Induction of DNA Damage, Inhibition of DNA Synthesis, and Suppression of c- myc Expression by the Topoisomerase I Inhibitor, Camptothecin, in MCF-7 Human Breast Tumor Cells

Abstract

Previous work from this laboratory has demonstrated an association between the suppression of c- myc expression and the antiproliferative activity of both topoisomerase II inhibitors and ionizing radiation in MCF-7 breast tumor cells. These findings suggested that suppression of c- myc expression could be related to the induction of DNA damage in this cell line. The present studies were designed to determine whether the inhibition of topoisomerase I (and the consequent induction of DNA strand breaks) would also result in the suppression of c- myc expression. At camptothecin concentrations of 1 μM and below, there was no detectable damage (single- or double-strand breaks) in bulk DNA or suppression of c- myc expression. At camptothecin concentrations of 5, 10, and 25 μM, where suppression of c- myc expression was observed, strand breaks in bulk DNA were also detected.

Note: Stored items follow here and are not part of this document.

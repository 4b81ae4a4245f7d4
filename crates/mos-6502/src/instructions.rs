//! Execution handlers.
//!
//! Each handler works on the effective address left by the resolver and
//! returns extra cycles. Only taken branches return non-zero.

use emu_core::Bus;

use crate::addressing::{AddressingMode, crosses_page};
use crate::flags::{C, D, I, N, V, Z};
use crate::{Mos6502, Status};

/// Vector read by BRK.
pub const IRQ_VECTOR: u16 = 0xFFFE;

/// Operation selected by an opcode.
///
/// One variant per documented mnemonic, plus `Kil` for the opcodes that
/// lock the processor.
#[derive(Debug, Clone, Copy, PartialEq, Eq, Hash)]
pub enum Operation {
    Adc,
    And,
    Asl,
    Bcc,
    Bcs,
    Beq,
    Bit,
    Bmi,
    Bne,
    Bpl,
    Brk,
    Bvc,
    Bvs,
    Clc,
    Cld,
    Cli,
    Clv,
    Cmp,
    Cpx,
    Cpy,
    Dec,
    Dex,
    Dey,
    Eor,
    Inc,
    Inx,
    Iny,
    Jmp,
    Jsr,
    Lda,
    Ldx,
    Ldy,
    Lsr,
    Nop,
    Ora,
    Pha,
    Php,
    Pla,
    Plp,
    Rol,
    Ror,
    Rti,
    Rts,
    Sbc,
    Sec,
    Sed,
    Sei,
    Sta,
    Stx,
    Sty,
    Tax,
    Tay,
    Tsx,
    Txa,
    Txs,
    Tya,
    Kil,
}

impl Operation {
    /// Assembler mnemonic.
    #[must_use]
    pub const fn mnemonic(self) -> &'static str {
        match self {
            Self::Adc => "ADC",
            Self::And => "AND",
            Self::Asl => "ASL",
            Self::Bcc => "BCC",
            Self::Bcs => "BCS",
            Self::Beq => "BEQ",
            Self::Bit => "BIT",
            Self::Bmi => "BMI",
            Self::Bne => "BNE",
            Self::Bpl => "BPL",
            Self::Brk => "BRK",
            Self::Bvc => "BVC",
            Self::Bvs => "BVS",
            Self::Clc => "CLC",
            Self::Cld => "CLD",
            Self::Cli => "CLI",
            Self::Clv => "CLV",
            Self::Cmp => "CMP",
            Self::Cpx => "CPX",
            Self::Cpy => "CPY",
            Self::Dec => "DEC",
            Self::Dex => "DEX",
            Self::Dey => "DEY",
            Self::Eor => "EOR",
            Self::Inc => "INC",
            Self::Inx => "INX",
            Self::Iny => "INY",
            Self::Jmp => "JMP",
            Self::Jsr => "JSR",
            Self::Lda => "LDA",
            Self::Ldx => "LDX",
            Self::Ldy => "LDY",
            Self::Lsr => "LSR",
            Self::Nop => "NOP",
            Self::Ora => "ORA",
            Self::Pha => "PHA",
            Self::Php => "PHP",
            Self::Pla => "PLA",
            Self::Plp => "PLP",
            Self::Rol => "ROL",
            Self::Ror => "ROR",
            Self::Rti => "RTI",
            Self::Rts => "RTS",
            Self::Sbc => "SBC",
            Self::Sec => "SEC",
            Self::Sed => "SED",
            Self::Sei => "SEI",
            Self::Sta => "STA",
            Self::Stx => "STX",
            Self::Sty => "STY",
            Self::Tax => "TAX",
            Self::Tay => "TAY",
            Self::Tsx => "TSX",
            Self::Txa => "TXA",
            Self::Txs => "TXS",
            Self::Tya => "TYA",
            Self::Kil => "KIL",
        }
    }

    /// Read-only operations pay the page-crossing cycle on indexed modes.
    ///
    /// Stores and read-modify-write operations always take the long path,
    /// which is already in their base cycle count.
    #[must_use]
    pub const fn pays_page_penalty(self) -> bool {
        matches!(
            self,
            Self::Adc
                | Self::And
                | Self::Cmp
                | Self::Eor
                | Self::Lda
                | Self::Ldx
                | Self::Ldy
                | Self::Nop
                | Self::Ora
                | Self::Sbc
        )
    }
}

impl Mos6502 {
    /// Run the handler for `op`. Returns extra cycles.
    pub(crate) fn execute<B: Bus>(
        &mut self,
        op: Operation,
        mode: AddressingMode,
        bus: &mut B,
    ) -> u8 {
        match op {
            // Loads, stores, logic and arithmetic
            Operation::Lda => {
                self.regs.a = self.operand(mode, bus);
                self.regs.p.update_nz(self.regs.a);
            }
            Operation::Ldx => {
                self.regs.x = self.operand(mode, bus);
                self.regs.p.update_nz(self.regs.x);
            }
            Operation::Ldy => {
                self.regs.y = self.operand(mode, bus);
                self.regs.p.update_nz(self.regs.y);
            }
            Operation::Sta => bus.write(self.addr, self.regs.a),
            Operation::Stx => bus.write(self.addr, self.regs.x),
            Operation::Sty => bus.write(self.addr, self.regs.y),
            Operation::And => {
                self.regs.a &= self.operand(mode, bus);
                self.regs.p.update_nz(self.regs.a);
            }
            Operation::Ora => {
                self.regs.a |= self.operand(mode, bus);
                self.regs.p.update_nz(self.regs.a);
            }
            Operation::Eor => {
                self.regs.a ^= self.operand(mode, bus);
                self.regs.p.update_nz(self.regs.a);
            }
            Operation::Adc => {
                let val = self.operand(mode, bus);
                self.do_adc(val);
            }
            Operation::Sbc => {
                // A - M - !C == A + !M + C
                let val = self.operand(mode, bus);
                self.do_adc(!val);
            }
            Operation::Cmp => {
                let val = self.operand(mode, bus);
                self.compare(self.regs.a, val);
            }
            Operation::Cpx => {
                let val = self.operand(mode, bus);
                self.compare(self.regs.x, val);
            }
            Operation::Cpy => {
                let val = self.operand(mode, bus);
                self.compare(self.regs.y, val);
            }
            Operation::Bit => {
                let val = self.operand(mode, bus);
                self.regs.p.set_if(Z, self.regs.a & val == 0);
                self.regs.p.set_if(N, val & 0x80 != 0);
                self.regs.p.set_if(V, val & 0x40 != 0);
            }

            // Shifts, rotates, increments
            Operation::Asl => self.modify(mode, bus, Self::do_asl),
            Operation::Lsr => self.modify(mode, bus, Self::do_lsr),
            Operation::Rol => self.modify(mode, bus, Self::do_rol),
            Operation::Ror => self.modify(mode, bus, Self::do_ror),
            Operation::Inc => self.modify(mode, bus, Self::do_inc),
            Operation::Dec => self.modify(mode, bus, Self::do_dec),
            Operation::Inx => {
                self.regs.x = self.regs.x.wrapping_add(1);
                self.regs.p.update_nz(self.regs.x);
            }
            Operation::Iny => {
                self.regs.y = self.regs.y.wrapping_add(1);
                self.regs.p.update_nz(self.regs.y);
            }
            Operation::Dex => {
                self.regs.x = self.regs.x.wrapping_sub(1);
                self.regs.p.update_nz(self.regs.x);
            }
            Operation::Dey => {
                self.regs.y = self.regs.y.wrapping_sub(1);
                self.regs.p.update_nz(self.regs.y);
            }

            // Transfers
            Operation::Tax => {
                self.regs.x = self.regs.a;
                self.regs.p.update_nz(self.regs.x);
            }
            Operation::Tay => {
                self.regs.y = self.regs.a;
                self.regs.p.update_nz(self.regs.y);
            }
            Operation::Txa => {
                self.regs.a = self.regs.x;
                self.regs.p.update_nz(self.regs.a);
            }
            Operation::Tya => {
                self.regs.a = self.regs.y;
                self.regs.p.update_nz(self.regs.a);
            }
            Operation::Tsx => {
                self.regs.x = self.regs.s;
                self.regs.p.update_nz(self.regs.x);
            }
            Operation::Txs => self.regs.s = self.regs.x,

            // Flags
            Operation::Clc => self.regs.p.clear(C),
            Operation::Sec => self.regs.p.set(C),
            Operation::Cli => self.regs.p.clear(I),
            Operation::Sei => self.regs.p.set(I),
            Operation::Cld => self.regs.p.clear(D),
            Operation::Sed => self.regs.p.set(D),
            Operation::Clv => self.regs.p.clear(V),

            // Branches
            Operation::Bpl => return self.branch(!self.regs.p.is_set(N)),
            Operation::Bmi => return self.branch(self.regs.p.is_set(N)),
            Operation::Bvc => return self.branch(!self.regs.p.is_set(V)),
            Operation::Bvs => return self.branch(self.regs.p.is_set(V)),
            Operation::Bcc => return self.branch(!self.regs.p.is_set(C)),
            Operation::Bcs => return self.branch(self.regs.p.is_set(C)),
            Operation::Bne => return self.branch(!self.regs.p.is_set(Z)),
            Operation::Beq => return self.branch(self.regs.p.is_set(Z)),

            // Jumps and the stack
            Operation::Jmp => self.regs.pc = self.addr,
            Operation::Jsr => {
                let ret = self.regs.pc.wrapping_sub(1);
                self.push_word(bus, ret);
                self.regs.pc = self.addr;
            }
            Operation::Rts => {
                self.regs.pc = self.pull_word(bus).wrapping_add(1);
            }
            Operation::Brk => {
                // Skip the padding byte
                self.regs.pc = self.regs.pc.wrapping_add(1);
                self.push_word(bus, self.regs.pc);
                self.push(bus, self.regs.p.to_byte_brk());
                self.regs.p.set(I);
                self.regs.pc = Self::read_word(bus, IRQ_VECTOR);
            }
            Operation::Rti => {
                let p = self.pull(bus);
                self.regs.p = Status::from_byte(p);
                self.regs.pc = self.pull_word(bus);
            }
            Operation::Pha => self.push(bus, self.regs.a),
            Operation::Php => self.push(bus, self.regs.p.to_byte_brk()),
            Operation::Pla => {
                self.regs.a = self.pull(bus);
                self.regs.p.update_nz(self.regs.a);
            }
            Operation::Plp => {
                let p = self.pull(bus);
                self.regs.p = Status::from_byte(p);
            }

            Operation::Nop => {}
            Operation::Kil => self.halted = true,
        }
        0
    }

    /// Load `fetched` from the effective address, or from A when implicit.
    fn operand<B: Bus>(&mut self, mode: AddressingMode, bus: &mut B) -> u8 {
        self.fetched = if mode == AddressingMode::Implicit {
            self.regs.a
        } else {
            bus.read(self.addr)
        };
        self.fetched
    }

    /// Read-modify-write on A (implicit mode) or on memory.
    fn modify<B: Bus>(&mut self, mode: AddressingMode, bus: &mut B, op: fn(&mut Self, u8) -> u8) {
        let val = self.operand(mode, bus);
        let result = op(self, val);
        if mode == AddressingMode::Implicit {
            self.regs.a = result;
        } else {
            bus.write(self.addr, result);
        }
    }

    fn branch(&mut self, taken: bool) -> u8 {
        if !taken {
            return 0;
        }
        let target = self.regs.pc.wrapping_add(self.addr);
        let crossed = crosses_page(self.regs.pc, target);
        self.regs.pc = target;
        1 + u8::from(crossed)
    }

    fn push<B: Bus>(&mut self, bus: &mut B, value: u8) {
        let addr = self.regs.push();
        bus.write(addr, value);
    }

    fn pull<B: Bus>(&mut self, bus: &mut B) -> u8 {
        let addr = self.regs.pop();
        bus.read(addr)
    }

    /// Push high byte first, so the word sits little-endian in memory.
    fn push_word<B: Bus>(&mut self, bus: &mut B, value: u16) {
        let [low, high] = value.to_le_bytes();
        self.push(bus, high);
        self.push(bus, low);
    }

    fn pull_word<B: Bus>(&mut self, bus: &mut B) -> u16 {
        let low = self.pull(bus);
        let high = self.pull(bus);
        u16::from_le_bytes([low, high])
    }

    // ========================================================================
    // ALU operations
    // ========================================================================

    fn do_adc(&mut self, val: u8) {
        let a = self.regs.a;
        let sum = u16::from(a) + u16::from(val) + u16::from(self.regs.p.is_set(C));
        let result = sum as u8;

        self.regs.p.set_if(C, sum > 0xFF);
        // Operands share a sign and the result's sign differs from it.
        self.regs.p.set_if(V, (a ^ result) & (val ^ result) & 0x80 != 0);
        self.regs.a = result;
        self.regs.p.update_nz(result);
    }

    fn compare(&mut self, reg: u8, val: u8) {
        self.regs.p.set_if(C, reg >= val);
        self.regs.p.update_nz(reg.wrapping_sub(val));
    }

    fn do_asl(&mut self, val: u8) -> u8 {
        self.regs.p.set_if(C, val & 0x80 != 0);
        let result = val << 1;
        self.regs.p.update_nz(result);
        result
    }

    fn do_lsr(&mut self, val: u8) -> u8 {
        self.regs.p.set_if(C, val & 0x01 != 0);
        let result = val >> 1;
        self.regs.p.update_nz(result);
        result
    }

    fn do_rol(&mut self, val: u8) -> u8 {
        let carry = u8::from(self.regs.p.is_set(C));
        self.regs.p.set_if(C, val & 0x80 != 0);
        let result = (val << 1) | carry;
        self.regs.p.update_nz(result);
        result
    }

    fn do_ror(&mut self, val: u8) -> u8 {
        let carry = if self.regs.p.is_set(C) { 0x80 } else { 0 };
        self.regs.p.set_if(C, val & 0x01 != 0);
        let result = (val >> 1) | carry;
        self.regs.p.update_nz(result);
        result
    }

    fn do_inc(&mut self, val: u8) -> u8 {
        let result = val.wrapping_add(1);
        self.regs.p.update_nz(result);
        result
    }

    fn do_dec(&mut self, val: u8) -> u8 {
        let result = val.wrapping_sub(1);
        self.regs.p.update_nz(result);
        result
    }
}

These findings are consistent with the idea that suppression of c- myc expression could be a component of the DNA damage response pathway in MCF-7 breast tumor cells. In contrast to the absence of detectable damage to bulk DNA or suppression of c- myc expression at the lower concentrations of camptothecin, DNA synthesis was inhibited over the entire range of drug concentrations and demonstrated a strong correspondence with growth inhibition. These observations support the concept that growth inhibition of MCF-7 cells by camptothecin is closely related to the early suppression of DNA synthesis.